▶ [RECORDS FOR THE TASK]
• • • • • • •

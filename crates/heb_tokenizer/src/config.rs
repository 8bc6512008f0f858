//! Tokenizer configuration.

use thiserror::Error;

/// Characters requested from the source per read.
pub const DEFAULT_CHUNK_SIZE: usize = 4096;

/// Longest word the downstream analyzer accepts (hspell's limit).
pub const DEFAULT_MAX_WORD_LENGTH: usize = 100;

/// Buffer sizes for a [`Tokenizer`](crate::Tokenizer).
#[derive(Clone, Copy, Debug, PartialEq, Eq)]
pub struct TokenizerConfig {
    /// Characters requested from the source per read.
    pub chunk_size: usize,
    /// Longest token text, in characters. Longer runs are split: the
    /// character that would overflow is not dropped but starts the next token.
    pub max_word_length: usize,
}

impl Default for TokenizerConfig {
    fn default() -> Self {
        TokenizerConfig {
            chunk_size: DEFAULT_CHUNK_SIZE,
            max_word_length: DEFAULT_MAX_WORD_LENGTH,
        }
    }
}

impl TokenizerConfig {
    #[must_use]
    pub fn with_chunk_size(mut self, chunk_size: usize) -> Self {
        self.chunk_size = chunk_size;
        self
    }

    #[must_use]
    pub fn with_max_word_length(mut self, max_word_length: usize) -> Self {
        self.max_word_length = max_word_length;
        self
    }

    /// Reject sizes the tokenizer cannot make progress with.
    pub fn validate(&self) -> Result<(), ConfigError> {
        if self.chunk_size == 0 {
            return Err(ConfigError::ZeroChunkSize);
        }
        if self.max_word_length == 0 {
            return Err(ConfigError::ZeroMaxWordLength);
        }
        Ok(())
    }
}

/// Rejected [`TokenizerConfig`].
#[derive(Clone, Copy, Debug, PartialEq, Eq, Error)]
pub enum ConfigError {
    #[error("chunk size must be at least one character")]
    ZeroChunkSize,
    #[error("maximum word length must be at least one character")]
    ZeroMaxWordLength,
}
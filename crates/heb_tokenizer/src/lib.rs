//! Streaming tokenizer for Hebrew text.
//!
//! Splits a character stream into tokens for a Hebrew morphological
//! analyzer. Hebrew words keep their niqqud, geresh and gershayim so the
//! analyzer can use them; hyphenated construct forms are split and flagged;
//! everything that is not Hebrew comes out as opaque letter-or-digit runs.
//!
//! Input is pulled through a fixed-size chunk from any [`CharSource`], so
//! the text never has to be in memory as a whole.
//!
//! ```
//! use heb_tokenizer::{tokenize, TokenType};
//!
//! let tokens = tokenize("בית-ספר של צה\"ל");
//! assert_eq!(tokens[0].text, "בית");
//! assert_eq!(tokens[0].kind, TokenType::HEBREW | TokenType::CONSTRUCT);
//! assert_eq!(tokens[3].text, "צה\"ל");
//! assert_eq!(tokens[3].kind, TokenType::HEBREW | TokenType::ACRONYM);
//! ```

pub mod chars;
mod config;
mod source;
mod token;
mod token_type;
mod tokenizer;

use std::sync::Once;

pub use config::{ConfigError, TokenizerConfig, DEFAULT_CHUNK_SIZE, DEFAULT_MAX_WORD_LENGTH};
pub use source::{CharSource, ReaderSource, SourceError, StrSource};
pub use token::Token;
pub use token_type::TokenType;
pub use tokenizer::{tokenize, Tokenizer};

static TRACING_INIT: Once = Once::new();

/// Initialize tracing for debug output.
///
/// Safe to call multiple times. Does nothing unless `RUST_LOG` is set
/// (e.g. `RUST_LOG=heb_tokenizer=trace`), and leaves an already-installed
/// global subscriber in place.
pub fn init_tracing() {
    TRACING_INIT.call_once(|| {
        use tracing_subscriber::{fmt, prelude::*, EnvFilter};

        if std::env::var("RUST_LOG").is_ok() {
            let filter = EnvFilter::from_default_env();
            let _ = tracing_subscriber::registry()
                .with(fmt::layer().with_target(true).with_level(true))
                .with(filter)
                .try_init();
        }
    });
}
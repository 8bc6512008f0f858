//! Streaming tokenizer over a [`CharSource`].
//!
//! # Design
//!
//! The tokenizer keeps one chunk of input and a cursor into it. Each call to
//! [`Tokenizer::next_token`] pulls characters through the cursor, refilling
//! the chunk on demand, and feeds them to `classify`, which decides per
//! character whether it extends the token, is skipped, ends the token, or
//! belongs to the next token. In the last case the cursor steps back one
//! character; that is the only lookbehind the tokenizer needs, and it never
//! crosses a chunk boundary because the character was just read from the
//! current chunk.
//!
//! Geresh normalization happens on append. A geresh after a letter that does
//! not take one is held provisionally: a second geresh right after it turns
//! the pair into a gershayim (`''` is a common plain-text stand-in for `"`),
//! anything else discards it.

use std::convert::Infallible;
use std::mem;

use crate::chars::{
    accepts_geresh, is_digit, is_hebrew_letter, is_hebrew_or_niqqud, is_letter_or_digit, GERESH,
    GERSHAYIM, MAKAF,
};
use crate::config::{ConfigError, TokenizerConfig};
use crate::source::{CharSource, StrSource};
use crate::{Token, TokenType};

/// What to do with the character just read.
#[derive(Clone, Copy, Debug, PartialEq, Eq)]
enum Step {
    /// Add it to the token.
    Append,
    /// Drop it; no token has started yet.
    Skip,
    /// End the token; the character is consumed.
    Finish,
    /// End the token; the character starts the next one.
    PushBack,
}

/// Decide what `c` does to a token of type `kind` whose last character is
/// `last` (`None` while the token is empty). Flags implied by `c` are added
/// to `kind`.
fn classify(c: char, kind: &mut TokenType, last: Option<char>) -> Step {
    let Some(last) = last else {
        if is_hebrew_letter(c) {
            *kind |= TokenType::HEBREW;
            return Step::Append;
        }
        if is_letter_or_digit(c) {
            *kind |= TokenType::NON_HEBREW;
            if is_digit(c) {
                *kind |= TokenType::NUMERIC;
            }
            return Step::Append;
        }
        // Leading whitespace, punctuation, stray niqqud, fractions.
        return Step::Skip;
    };

    // Non-Hebrew runs are opaque: letters and digits of any other script.
    if kind.contains(TokenType::NON_HEBREW) {
        if is_hebrew_or_niqqud(c) {
            return Step::PushBack;
        }
        if is_letter_or_digit(c) {
            if is_digit(c) {
                *kind |= TokenType::NUMERIC;
            }
            return Step::Append;
        }
        return Step::Finish;
    }

    if is_hebrew_or_niqqud(c) {
        *kind |= TokenType::HEBREW;
        return Step::Append;
    }
    if is_letter_or_digit(c) {
        // No mixed-script tokens.
        return Step::PushBack;
    }
    match c {
        GERSHAYIM if is_hebrew_or_niqqud(last) => {
            *kind |= TokenType::ACRONYM;
            Step::Append
        }
        GERESH if is_hebrew_or_niqqud(last) || last == GERESH => {
            *kind |= TokenType::ACRONYM;
            Step::Append
        }
        MAKAF => {
            *kind |= TokenType::CONSTRUCT;
            Step::Finish
        }
        _ => Step::Finish,
    }
}

/// Streaming Hebrew tokenizer.
///
/// Bound to one [`CharSource`] at a time; [`reset`](Self::reset) rebinds it.
/// Not meant to be shared: every method takes `&mut self` except the
/// accessors.
pub struct Tokenizer<S> {
    source: S,
    config: TokenizerConfig,
    /// Current chunk; `chunk[..len]` came from the last read.
    chunk: Vec<char>,
    len: usize,
    /// Next unread index in `chunk`.
    pos: usize,
    /// Absolute offset of `chunk[0]` in the input.
    chunk_start: usize,
    /// The source returned an empty read; it is never asked again.
    exhausted: bool,
    /// Scratch buffer for the token being built.
    word: Vec<char>,
}

impl<S: CharSource> Tokenizer<S> {
    /// Tokenize `source` with the default configuration.
    pub fn new(source: S) -> Self {
        Self::build(source, TokenizerConfig::default())
    }

    pub fn with_config(source: S, config: TokenizerConfig) -> Result<Self, ConfigError> {
        config.validate()?;
        Ok(Self::build(source, config))
    }

    fn build(source: S, config: TokenizerConfig) -> Self {
        Self {
            source,
            config,
            chunk: vec!['\0'; config.chunk_size],
            len: 0,
            pos: 0,
            chunk_start: 0,
            exhausted: false,
            word: Vec::with_capacity(config.max_word_length),
        }
    }

    pub fn config(&self) -> &TokenizerConfig {
        &self.config
    }

    /// Characters consumed from the input so far.
    ///
    /// This counts every character the tokenizer has read past, including
    /// the separator that ended the last token. It is not the start of the
    /// last token; use [`Token::offset`] for that.
    pub fn offset(&self) -> usize {
        self.chunk_start + self.pos
    }

    /// Rebind to `source`, dropping all buffered input and restarting
    /// offsets at zero. Returns the previous source.
    pub fn reset(&mut self, source: S) -> S {
        tracing::debug!(consumed = self.offset(), "tokenizer reset");
        self.len = 0;
        self.pos = 0;
        self.chunk_start = 0;
        self.exhausted = false;
        self.word.clear();
        mem::replace(&mut self.source, source)
    }

    /// Extract the next token.
    ///
    /// Returns [`Token::end()`] once the input is exhausted, and again on
    /// every later call. Source faults are returned as-is; the tokenizer
    /// does not retry.
    pub fn next_token(&mut self) -> Result<Token, S::Error> {
        self.word.clear();
        let mut kind = TokenType::empty();
        let mut start = 0;
        let mut end = 0;
        // The last character of `word` is a geresh its letter does not take.
        let mut provisional_geresh = false;

        while let Some(c) = self.bump()? {
            let mut next_kind = kind;
            match classify(c, &mut next_kind, self.last_kept(provisional_geresh)) {
                Step::Skip => {}
                Step::Finish => {
                    kind = next_kind;
                    break;
                }
                Step::PushBack => {
                    self.pos -= 1;
                    break;
                }
                Step::Append => {
                    let first = self.word.is_empty();
                    if !self.append(c, &mut provisional_geresh) {
                        tracing::debug!(
                            max_word_length = self.config.max_word_length,
                            offset = start,
                            "token reached maximum length; splitting"
                        );
                        self.pos -= 1;
                        break;
                    }
                    let at = self.offset() - 1;
                    if first {
                        start = at;
                    }
                    end = at + 1;
                    kind = next_kind;
                }
            }
        }

        if self.word.is_empty() {
            return Ok(Token::end());
        }
        if provisional_geresh {
            self.word.pop();
        }
        Ok(self.finish(kind, start, end))
    }

    /// Last character of the word that will survive, looking past a
    /// provisional geresh.
    fn last_kept(&self, provisional_geresh: bool) -> Option<char> {
        let skip = usize::from(provisional_geresh);
        self.word.iter().rev().nth(skip).copied()
    }

    /// Read the next character, refilling the chunk when it runs out.
    fn bump(&mut self) -> Result<Option<char>, S::Error> {
        if self.pos >= self.len {
            if self.exhausted {
                return Ok(None);
            }
            self.chunk_start += self.len;
            self.len = 0;
            self.pos = 0;
            let n = self.source.read_chars(&mut self.chunk)?;
            if n == 0 {
                tracing::trace!(offset = self.chunk_start, "end of input");
                self.exhausted = true;
                return Ok(None);
            }
            self.len = n.min(self.chunk.len());
            tracing::trace!(
                chars = self.len,
                offset = self.chunk_start,
                "refilled input buffer"
            );
        }
        let c = self.chunk[self.pos];
        self.pos += 1;
        Ok(Some(c))
    }

    /// Add `c` to the word, applying geresh normalization.
    ///
    /// Returns `false` without changing the word if it is already at the
    /// maximum length.
    fn append(&mut self, c: char, provisional_geresh: &mut bool) -> bool {
        if c == GERESH {
            if let Some(&last) = self.word.last() {
                if last == GERESH {
                    if let Some(slot) = self.word.last_mut() {
                        *slot = GERSHAYIM;
                    }
                    *provisional_geresh = false;
                    return true;
                }
                if self.word.len() >= self.config.max_word_length {
                    return false;
                }
                *provisional_geresh = !accepts_geresh(last);
                self.word.push(c);
                return true;
            }
        } else if *provisional_geresh {
            self.word.pop();
            *provisional_geresh = false;
        }
        if self.word.len() >= self.config.max_word_length {
            return false;
        }
        self.word.push(c);
        true
    }

    /// Trim dangling marks and build the token.
    fn finish(&mut self, mut kind: TokenType, start: usize, end: usize) -> Token {
        if self.word.last() == Some(&GERSHAYIM) {
            self.word.pop();
        }
        if let &[.., before, GERESH] = self.word.as_slice() {
            if self.word.len() > 2 && !accepts_geresh(before) {
                self.word.pop();
            }
        }
        let has_marks = self.word.iter().any(|&c| c == GERESH || c == GERSHAYIM);
        kind.set(TokenType::ACRONYM, has_marks);

        Token {
            kind,
            text: self.word.iter().collect(),
            offset: start,
            len_in_source: end - start,
        }
    }
}

impl<'a> Tokenizer<StrSource<'a>> {
    /// Tokenize an in-memory string with the default configuration.
    pub fn for_text(text: &'a str) -> Self {
        Self::new(StrSource::new(text))
    }
}

impl<S: CharSource> Iterator for Tokenizer<S> {
    type Item = Result<Token, S::Error>;

    fn next(&mut self) -> Option<Self::Item> {
        match self.next_token() {
            Ok(token) if token.is_end() => None,
            other => Some(other),
        }
    }
}

/// Tokenize an in-memory string.
pub fn tokenize(text: &str) -> Vec<Token> {
    Tokenizer::for_text(text)
        .map(|token| token.unwrap_or_else(|never: Infallible| match never {}))
        .collect()
}
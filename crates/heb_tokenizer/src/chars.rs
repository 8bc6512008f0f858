//! Character classification tables.
//!
//! All tables are immutable constants shared by every [`Tokenizer`]
//! instance. The ranges and letter sets are normative data: changing them
//! changes which tokens the tokenizer produces.
//!
//! [`Tokenizer`]: crate::Tokenizer

use std::ops::RangeInclusive;

use unicode_general_category::{get_general_category, GeneralCategory};

/// Hebrew letters, Alef (U+05D0) through Tav (U+05EA), final forms included.
pub const HEBREW_LETTERS: RangeInclusive<char> = '\u{05D0}'..='\u{05EA}';

/// Niqqud and cantillation marks, U+05AF through U+05C4.
///
/// The range also covers maqaf, paseq and sof pasuq, which sit between the
/// vowel points in the Unicode block.
pub const NIQQUD: RangeInclusive<char> = '\u{05AF}'..='\u{05C4}';

/// Geresh, typed as a plain apostrophe.
pub const GERESH: char = '\'';

/// Gershayim, typed as a plain double quote.
pub const GERSHAYIM: char = '"';

/// Hyphen marking a construct-state compound (makaf in plain text).
pub const MAKAF: char = '-';

/// Letters whose sound a following geresh modifies (ג׳ ז׳ צ׳ ץ׳ ח׳).
pub const LETTERS_ACCEPTING_GERESH: [char; 5] = ['ז', 'ג', 'ץ', 'צ', 'ח'];

/// Punctuation that may separate a one-letter prefix from the word it is
/// attached to, as in `ה"שטיח` or `ו-לא`.
pub const CHARS_FOLLOWING_PREFIXES: [char; 3] = [GERSHAYIM, GERESH, MAKAF];

/// Returns `true` for a Hebrew letter (niqqud excluded).
#[inline]
pub fn is_hebrew_letter(c: char) -> bool {
    HEBREW_LETTERS.contains(&c)
}

/// Returns `true` for a niqqud or cantillation mark.
#[inline]
pub fn is_niqqud(c: char) -> bool {
    NIQQUD.contains(&c)
}

/// Returns `true` for anything that belongs inside a Hebrew word body.
#[inline]
pub fn is_hebrew_or_niqqud(c: char) -> bool {
    is_hebrew_letter(c) || is_niqqud(c)
}

/// Returns `true` if a geresh after `c` is a legitimate consonant modifier.
#[inline]
pub fn accepts_geresh(c: char) -> bool {
    LETTERS_ACCEPTING_GERESH.contains(&c)
}

/// Returns `true` for punctuation that may follow a prefix.
#[inline]
pub fn is_prefix_follower(c: char) -> bool {
    CHARS_FOLLOWING_PREFIXES.contains(&c)
}

/// Letter-or-digit by Unicode general category: any letter (`L*`) or a
/// decimal digit (`Nd`).
///
/// Combining marks are excluded even where Unicode counts them as
/// alphabetic, so niqqud never qualifies. Hebrew letters do; callers test
/// the Hebrew tables first.
#[inline]
pub fn is_letter_or_digit(c: char) -> bool {
    use GeneralCategory as Gc;
    matches!(
        get_general_category(c),
        Gc::UppercaseLetter
            | Gc::LowercaseLetter
            | Gc::TitlecaseLetter
            | Gc::ModifierLetter
            | Gc::OtherLetter
            | Gc::DecimalNumber
    )
}

/// Decimal digit (`Nd`) of any script. Fractions, superscripts and letter
/// numerals are not digits.
#[inline]
pub fn is_digit(c: char) -> bool {
    get_general_category(c) == GeneralCategory::DecimalNumber
}
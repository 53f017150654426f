//! # brrtsec
//!
//! **brrtsec** answers one question about an
//! [OpenAPI 3.0/3.1](https://spec.openapis.org/oas/v3.1.0) document: *how is
//! this operation protected?*
//!
//! Given a document, a path template and an HTTP method, it produces an
//! [`OperationSecurity`] saying whether authentication is required, whether it
//! is optional, and which alternatives of resolved security schemes satisfy it.
//! Gateways, policy engines and code generators consume that normalized answer
//! instead of re-implementing OpenAPI's inheritance rules.
//!
//! ## Architecture
//!
//! - **[`spec`]** - loads YAML/JSON and builds the typed, read-only [`Document`] view
//! - **[`security`]** - requirement lookup, scheme normalization, OAuth2 flow
//!   extraction and operation-level aggregation
//! - **[`error`]** - [`SecurityError`] and its coarse [`ErrorKind`]
//! - **[`config`]** - [`ResolverConfig`] and the OAuth2 [`ScopePolicy`]
//! - **[`linter`]** - reports scheme references the resolver would silently drop
//! - **[`cli`]** and **[`logging`]** - the `brrtsec` binary
//!
//! ### Resolution Flow
//!
//! ```mermaid
//! sequenceDiagram
//!     participant Caller
//!     participant Op as security::resolve_operation_security
//!     participant Req as security::get_operation_security
//!     participant Norm as security::resolve_requirement
//!     participant Flows as security::get_flow_scopes
//!
//!     Caller->>Op: (document, "/pets", get)
//!     Op->>Req: effective requirement list
//!     Req-->>Op: operation override or root default
//!     loop each non-empty alternative
//!         Op->>Norm: look up schemes in components.securitySchemes
//!         Norm->>Flows: oauth2 only: declared scopes
//!         Flows-->>Norm: scope catalog
//!         Norm-->>Op: Securities
//!     end
//!     Op-->>Caller: OperationSecurity { secured, optional, securities }
//! ```
//!
//! ## Inheritance
//!
//! An operation's own `security` field replaces the root list entirely, even
//! when it is the empty array `[]` (which means "no security"). Only an absent
//! field inherits the root list. An empty alternative `{}` makes authentication
//! optional.
//!
//! ## Quick Start
//!
//! ```rust
//! use brrtsec::get_security;
//! use serde_json::json;
//!
//! let doc = json!({
//!     "security": [{ "bearer": [] }],
//!     "components": { "securitySchemes": {
//!         "bearer": { "type": "http", "scheme": "bearer", "bearerFormat": "JWT" }
//!     }},
//!     "paths": {
//!         "/pets": { "get": {}, "post": { "security": [] } }
//!     }
//! });
//!
//! let get = get_security(&doc, "/pets", "GET")?.expect("declared");
//! assert!(get.secured);
//!
//! let post = get_security(&doc, "/pets", "post")?.expect("declared");
//! assert!(!post.secured);
//!
//! assert_eq!(get_security(&doc, "/cats", "get")?, None);
//! # Ok::<(), brrtsec::SecurityError>(())
//! ```
//!
//! ## Thread Safety
//!
//! Documents are never mutated after ingestion and every result is a fresh
//! value, so a [`Document`] can be shared behind an `Arc` and resolved from any
//! number of threads.

pub mod cli;
pub mod config;
pub mod error;
pub mod linter;
pub mod logging;
pub mod security;
pub mod spec;

pub use config::{ResolverConfig, ScopePolicy};
pub use error::{ErrorKind, SecurityError};
pub use security::{
    get_security, get_security_from_values, get_security_with, resolve_document_security,
    resolve_operation_security, resolve_operation_security_with, OperationSecurity,
    ResolvedSecurity, Securities,
};
pub use spec::{load_document, Document, HttpMethod};
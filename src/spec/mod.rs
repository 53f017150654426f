//! # Spec Module
//!
//! Typed, read-only view of the parts of an OpenAPI 3.0.x / 3.1.x document that
//! decide how an operation is protected: root `security`, per-operation
//! `security`, and `components.securitySchemes`.
//!
//! Raw JSON/YAML is checked exactly once, in [`Document::from_value`]. Malformed
//! pieces are either dropped (a scope that is not a string) or kept in a typed
//! "cannot be used" form ([`SecuritySchemeDecl::Invalid`],
//! [`SecuritySchemeDecl::Unsupported`]) so the resolver can skip them and the
//! linter can report them.
//!
//! `$ref` pointers are not followed; documents are expected to be dereferenced.

mod build;
mod load;
mod types;

pub use build::{
    extract_components, extract_oauth_flows, extract_path_item, extract_security_requirements,
    extract_security_scheme,
};
pub use load::{load_document, load_value};
pub use types::*;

• • • • • • •

▶ [EXERCISE DIRECTIONS] The answer must be every line of the listing that holds the word "opaque".

▶ [RESPONSE AREA]
//! everything that is not Hebrew comes out as opaque letter-or-digit runs.
    // Non-Hebrew runs are opaque: letters and digits of any other script.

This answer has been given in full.